Rester en Ligue 1, c’était important ?

"Je voulais rester au haut niveau pour continuer ma progression et montrer que j’ai les capacités pour performer à ce niveau."

“Mon premier but en L1 avec le maillot jaune contre Saint-Etienne a tout déclenché.”

Performer, c’est un verbe qui te correspond bien cette saison !

"J’ai eu du mal au début mais je pense que ça peut se comprendre. J’arrivais dans un nouvel environnement et c’était la première fois que je changeais de club. J’ai eu du mal, sincèrement. Mais ce qui m’a aidé, c’est la confiance du coach. Mes premiers matches n’étaient pas très bons mais il m’a toujours fait jouer alors qu’il avait la possibilité de me sortir. La première fois que j’ai vraiment pris du plaisir, c’était face à Nice (1-0, 5 octobre). Et mon premier but en L1 avec le maillot jaune contre Saint-Étienne (2-3, 13ème journée) a aussi tout déclenché."

Dans quel rĂ´le penses-tu ĂŞtre le plus efficace ?

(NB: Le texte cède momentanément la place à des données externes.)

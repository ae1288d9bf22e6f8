//! Angle-averaged cross-power of two fields.

use flexwave_wavelet::WaveletCoefficients;
use ndarray::{Array3, ArrayView3, Zip};
use num_complex::Complex64;
use tracing::debug;

use crate::error::SpectralError;
use crate::global::GlobalSpectrum;
use crate::jackknife::jackknife_error;
use crate::reduce::{check_compatible, reduce_angles};

/// Complex cross-scalogram `[x, y, scale]` with its jackknife error.
#[derive(Clone, Debug)]
pub struct CrossScalogram {
    values: Array3<Complex64>,
    error: Array3<f64>,
    wavenumbers: Vec<f64>,
}

impl CrossScalogram {
    /// Angular mean of `w1 * conj(w2)`.
    pub fn values(&self) -> ArrayView3<'_, Complex64> {
        self.values.view()
    }

    /// `sqrt(err_re^2 + err_im^2)` from separate jackknifes of the real and
    /// imaginary parts. The correlation between the two parts is ignored.
    pub fn error(&self) -> ArrayView3<'_, f64> {
        self.error.view()
    }

    /// Analysis wavenumbers (rad/m).
    pub fn wavenumbers(&self) -> &[f64] {
        &self.wavenumbers
    }

    /// Per-scale spatial average of the real part.
    pub fn global(&self) -> GlobalSpectrum {
        let real = self.values.mapv(|c| c.re);
        GlobalSpectrum::from_fields(&self.wavenumbers, real.view(), self.error.view())
    }

    /// Per-scale spatial average of the modulus.
    pub fn global_modulus(&self) -> GlobalSpectrum {
        let modulus = self.values.mapv(|c| c.norm());
        GlobalSpectrum::from_fields(&self.wavenumbers, modulus.view(), self.error.view())
    }

    /// Consumes the cross-scalogram, returning `(values, error)`.
    pub fn into_parts(self) -> (Array3<Complex64>, Array3<f64>) {
        (self.values, self.error)
    }
}

/// Computes the cross-scalogram of `wt1` against `wt2`.
///
/// # Errors
///
/// | Variant | Trigger |
/// |---------|---------|
/// | [`SpectralError::AngleMismatch`] | different angle counts |
/// | [`SpectralError::K0Mismatch`] | different central wavenumbers |
/// | [`SpectralError::ShapeMismatch`] | different tensor shapes |
/// | [`SpectralError::ScaleMismatch`] | different scale sets |
#[tracing::instrument(skip_all, fields(dim = ?wt1.dim()))]
pub fn cross_scalogram(
    wt1: &WaveletCoefficients,
    wt2: &WaveletCoefficients,
) -> Result<CrossScalogram, SpectralError> {
    check_compatible(wt1, wt2)?;
    let reduced = reduce_angles(wt1, wt2, |w1, w2| w1 * w2.conj());
    debug!("angular reduction done");

    let err_re = jackknife_error(reduced.per_angle.mapv(|c| c.re).view());
    let err_im = jackknife_error(reduced.per_angle.mapv(|c| c.im).view());
    let error = Zip::from(&err_re)
        .and(&err_im)
        .map_collect(|&re, &im| re.hypot(im));

    Ok(CrossScalogram {
        values: reduced.mean,
        error,
        wavenumbers: wt1.scales().as_slice().to_vec(),
    })
}
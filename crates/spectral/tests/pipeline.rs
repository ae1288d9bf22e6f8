//! End-to-end tests from gridded fields through the estimators.

use std::f64::consts::PI;

use approx::assert_relative_eq;
use flexwave_spectral::{admit_coh, cross_scalogram, scalogram};
use flexwave_stats::variance;
use flexwave_wavelet::{Grid, ScaleSet, TransformConfig, padded_shape, transform};
use ndarray::Array2;
use rand::rngs::StdRng;
use rand::{Rng, SeedableRng};

fn white_noise(n: usize, seed: u64) -> Array2<f64> {
    let mut rng = StdRng::seed_from_u64(seed);
    let half_width = 3.0_f64.sqrt();
    Array2::from_shape_simple_fn((n, n), || half_width * (2.0 * rng.random::<f64>() - 1.0))
}

#[test]
fn scalogram_energy_comparable_to_variance() {
    let data = white_noise(64, 42);
    let var = variance(data.as_slice().unwrap());
    let grid = Grid::new(data, 1000.0, 1000.0).unwrap();
    let scales = ScaleSet::for_grid(&grid, 12).unwrap();
    let (nnx, nny) = padded_shape(grid.nx(), grid.ny());
    let wt = transform(&grid, nnx, nny, &scales, &TransformConfig::new()).unwrap();

    let sg = scalogram(&wt);
    let total: f64 = sg.global().values().iter().sum();
    let ratio = total / var;
    assert!(ratio > 0.1 && ratio < 10.0, "energy ratio {ratio}");
}

#[test]
fn zero_grid_gives_zero_scalogram() {
    let grid = Grid::new(Array2::zeros((32, 32)), 500.0, 500.0).unwrap();
    let scales = ScaleSet::for_grid(&grid, 4).unwrap();
    let wt = transform(&grid, 64, 64, &scales, &TransformConfig::new()).unwrap();
    let sg = scalogram(&wt);
    assert!(sg.values().iter().all(|&v| v == 0.0));
    assert!(sg.error().iter().all(|&v| v == 0.0));
}

#[test]
fn scaled_copy_is_fully_coherent() {
    let n = 48;
    let data = Array2::from_shape_fn((n, n), |(i, j)| {
        (2.0 * PI * i as f64 / 12.0).sin() * (2.0 * PI * j as f64 / 16.0).cos()
    });
    let scaled = data.mapv(|v| -2.0 * v);
    let config = TransformConfig::new().with_n_angles(12);
    let g1 = Grid::new(data, 1000.0, 1000.0).unwrap();
    let g2 = Grid::new(scaled, 1000.0, 1000.0).unwrap();
    let scales = ScaleSet::for_grid(&g1, 5).unwrap();
    let (nnx, nny) = padded_shape(n, n);
    let wt1 = transform(&g1, nnx, nny, &scales, &config).unwrap();
    let wt2 = transform(&g2, nnx, nny, &scales, &config).unwrap();

    let ac = admit_coh(&wt1, &wt2).unwrap();
    for &v in ac.admittance().iter() {
        assert_relative_eq!(v, -2.0, max_relative = 1e-8);
    }
    for &v in ac.coherence().iter() {
        assert_relative_eq!(v, 1.0, max_relative = 1e-8);
    }

    let xs = cross_scalogram(&wt1, &wt2).unwrap();
    for &c in xs.values().iter() {
        assert!(c.re <= 0.0);
    }
}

"Je préfère être au cœur du jeu pour toucher plus de ballons, c’est évident. J’aime prendre les rênes, décider et aider l’équipe à avoir le ballon. Après, sur un côté, c’est différent mais ça peut aussi me correspondre car je suis souvent amené à rentrer dans l’axe pour proposer des solutions."

Tu es très proche de Marcus Coco. Comment l’as-tu accompagné tout le temps de sa blessure et de sa rééducation ?

"Même lorsque j’étais encore à Guingamp, j’ai pris le temps de venir le voir ici à Nantes. Avec des amis, on essayait de faire des allers-retours pour ne pas le laisser seul. Il savait très bien ce qui l’attendait. Mais être près de lui dès son opération par exemple, c’était important. C’est sûrement la pire blessure de notre sport donc il fallait le soutenir, surtout qu’il venait d’arriver ici. Je regardais le match devant la télé le jour de sa blessure et j’étais dégoûté pour lui."

Que penses-tu du soutien affiché par les supporters et de l’ambiance à domicile ?

"C’est incroyable. J’étais déjà venu ici avec Guingamp et je n’avais pas passé un bon moment puisque je n’ai jamais gagné ici (il sourit). Après, je suis quelqu’un qui aime bien communier avec les supporters. Ils viennent nous voir pour nous supporter et les rendre heureux, c’est important pour moi."